1.9.20

Carolinhas

Cartoon de Adão I.

Where is your god?
When you suffer inside the four
Walls of this absurd and bitter
Existence and on this ground
That becomes a hell day by day

Thy Antichrist | Where is your god?

Era uma hora. O ônibus estacionado sairia a uma e meia. Não havia muita gente no terminal. O jeito era formar a fila. Em tempos de pandemia é melhor sentar estrategicamente para não ser contaminado. 

Um velhinho sem máscara, que pelo visto encontrou a vacina para o vírus, se achegou atrás de mim e puxou conversa com uma mulher que trocava de sapato num banco de madeira. O sapato não combinava com a roupa da mulher e nem com a mulher que estava carregada de sacolas de plástico. O velhinho dizia oi para todo mundo que passava por ali. Alguns com pressa não deram atenção. Toda cidade do interior deve ter o seu louquinho de estimação.

Uma senhora também sem máscara o reconheceu, parou para cumprimentar e desandou a tagarelar. Falava mais que a mulher da cobra. O assunto circulou entre o tempo que tinha melhorado graças a deus, o vizinho alcoólatra, Jesus, filho de deus, vai lhe mostrar o caminho, um parente crakudo que tinha morrido em paz com deus, o marido que não largava a vida do boteco, mas com fé no pai ele iria superar, um primo distante viciado em cocaína e deus todo poderoso que o curaria dessa desgraça.
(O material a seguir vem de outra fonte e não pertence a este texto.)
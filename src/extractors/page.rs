// src/extractors/page.rs

// --- Imports ---
use once_cell::sync::Lazy;
use scraper::{ElementRef, Html, Selector};
use std::collections::HashMap;

// --- CSS Selectors (Lazy Static) ---
static SECONDARY_TITLE_SELECTOR: Lazy<Selector> = Lazy::new(|| {
    Selector::parse(".secondarytitle").expect("Failed to compile SECONDARY_TITLE_SELECTOR")
});

static MODEL_NAME_SELECTOR: Lazy<Selector> = Lazy::new(|| {
    Selector::parse(".modelname").expect("Failed to compile MODEL_NAME_SELECTOR")
});

static ROW_SELECTOR: Lazy<Selector> = Lazy::new(|| {
    Selector::parse("tr").expect("Failed to compile ROW_SELECTOR")
});

// Only links sitting directly in a cell of the row are considered (checked after selection)
static RESULT_LINK_SELECTOR: Lazy<Selector> = Lazy::new(|| {
    Selector::parse("td > a.expectedresult").expect("Failed to compile RESULT_LINK_SELECTOR")
});

static ANSWER_TEXT_SELECTOR: Lazy<Selector> = Lazy::new(|| {
    Selector::parse("span > p > b").expect("Failed to compile ANSWER_TEXT_SELECTOR")
});

// --- Data Structures ---

/// A results page flattened into owned, index-addressed parts.
/// Rows keep document order; `next_sibling` links a row to the row that
/// immediately follows it under the same parent.
#[derive(Debug, Clone, Default)]
pub struct ResultsPage {
    pub headings: Vec<String>,
    pub markers: Vec<MarkerNode>,
    pub rows: Vec<RowNode>,
}

#[derive(Debug, Clone)]
pub struct MarkerNode {
    pub text: String,
    /// Index of the row holding the marker, when the marker is a table cell.
    pub row: Option<usize>,
}

#[derive(Debug, Clone, Default)]
pub struct RowNode {
    pub next_sibling: Option<usize>,
    pub has_marker: bool,
    pub cell: Option<ResultCell>,
}

#[derive(Debug, Clone)]
pub struct ResultCell {
    /// First text of the expected-result link, e.g. `ModelX-01`.
    pub variation: String,
    /// Text of the link's `span > p > b`, absent on malformed rows.
    pub answer_text: Option<String>,
}

impl ResultsPage {
    /// Parses an HTML document and flattens the parts the scanner walks.
    pub fn parse(html_content: &str) -> Self {
        let document = Html::parse_document(html_content);

        let headings = document
            .select(&SECONDARY_TITLE_SELECTOR)
            .map(|el| el.text().collect::<String>())
            .collect::<Vec<_>>();

        let row_elements = document.select(&ROW_SELECTOR).collect::<Vec<_>>();
        let row_index = row_elements
            .iter()
            .enumerate()
            .map(|(idx, row)| (row.id(), idx))
            .collect::<HashMap<_, _>>();

        let mut rows = row_elements
            .iter()
            .map(|row| RowNode {
                // `tr + tr`: the next element sibling, only if it is a row itself
                next_sibling: row
                    .next_siblings()
                    .find_map(ElementRef::wrap)
                    .and_then(|sibling| row_index.get(&sibling.id()).copied()),
                has_marker: false,
                cell: result_cell(*row),
            })
            .collect::<Vec<_>>();

        let markers = document
            .select(&MODEL_NAME_SELECTOR)
            .map(|el| {
                let row = if el.value().name() == "td" {
                    el.ancestors()
                        .filter_map(ElementRef::wrap)
                        .find(|ancestor| ancestor.value().name() == "tr")
                        .and_then(|tr| row_index.get(&tr.id()).copied())
                } else {
                    None
                };
                MarkerNode { text: el.text().collect::<String>(), row }
            })
            .collect::<Vec<_>>();

        for row in markers.iter().filter_map(|m| m.row) {
            rows[row].has_marker = true;
        }

        tracing::debug!(
            "Flattened page: {} headings, {} markers, {} rows ({} with expected results)",
            headings.len(),
            markers.len(),
            rows.len(),
            rows.iter().filter(|r| r.cell.is_some()).count()
        );

        Self { headings, markers, rows }
    }
}

/// Finds the first `td > a.expectedresult` whose cell belongs to `row` itself
/// (not to a nested table).
fn result_cell(row: ElementRef) -> Option<ResultCell> {
    let link = row.select(&RESULT_LINK_SELECTOR).find(|link| {
        link.parent()
            .and_then(|td| td.parent())
            .map(|tr| tr.id() == row.id())
            .unwrap_or(false)
    })?;

    let variation = link
        .text()
        .map(str::trim)
        .find(|text| !text.is_empty())
        .unwrap_or_default()
        .to_string();

    // `a > span > p > b`: the span must be a direct child of the link
    let answer_text = link
        .select(&ANSWER_TEXT_SELECTOR)
        .find(|b| {
            b.parent()
                .and_then(|p| p.parent())
                .and_then(|span| span.parent())
                .map(|owner| owner.id() == link.id())
                .unwrap_or(false)
        })
        .map(|b| b.text().collect::<String>());

    Some(ResultCell { variation, answer_text })
}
Uma cadela sarnenta parou no meio deles. Lambeu a ferida, coçou a orelha e saiu. A fofoquinha foi parar na pandemia: deus todo poderoso há de resolver, salivava de um jeito pegajoso a senhora crédula, deus todo poderoso vai dar um jeito nesse vírus, cuspiu o velhinho crente, porque deus todo poderoso não nos abandona. Basta ter fé. Amém, disse a crente. 

Curioso, no interior a população não diz tchau ou até breve, mas vai com deus e amém. Convenhamos que na capital linda e amorosa também não é muito diferente. O processo de homogeneização sócio-cultural é único por esses lados. Bitolação sem fronteiras.

O velhinho crédulo ficou sozinho e parecia ter ficado triste. A fila tinha crescido, a maioria das pessoas olhando o celular. Um pneu estourou, chamando a atenção dos distraídos digitais. Uma garotinha se assustou e sua mãe engoliu um Ave, Maria. Burburinho. Todos os olhos voltaram para o estranho fenômeno. O motorista desceu, chutou o pneu, é estourou, disse para os outros motoristas e recolheu o ônibus para a garagem. A aglomeração se desfez. O velhinho crédulo, que tinha espirrado um cruz credo, olhava para o seu celular. Me parecia que ele não sabia digitar. Sobrou para mim: o velhinho crédulo deu dois passos e veio pedir ajuda. Não conseguia entender o que estava escrito. Toquei em seu ombro, arriscando a me contaminar, e disse, deus não é todo poderoso, pede auxílio a ele. A porta do ônibus abriu.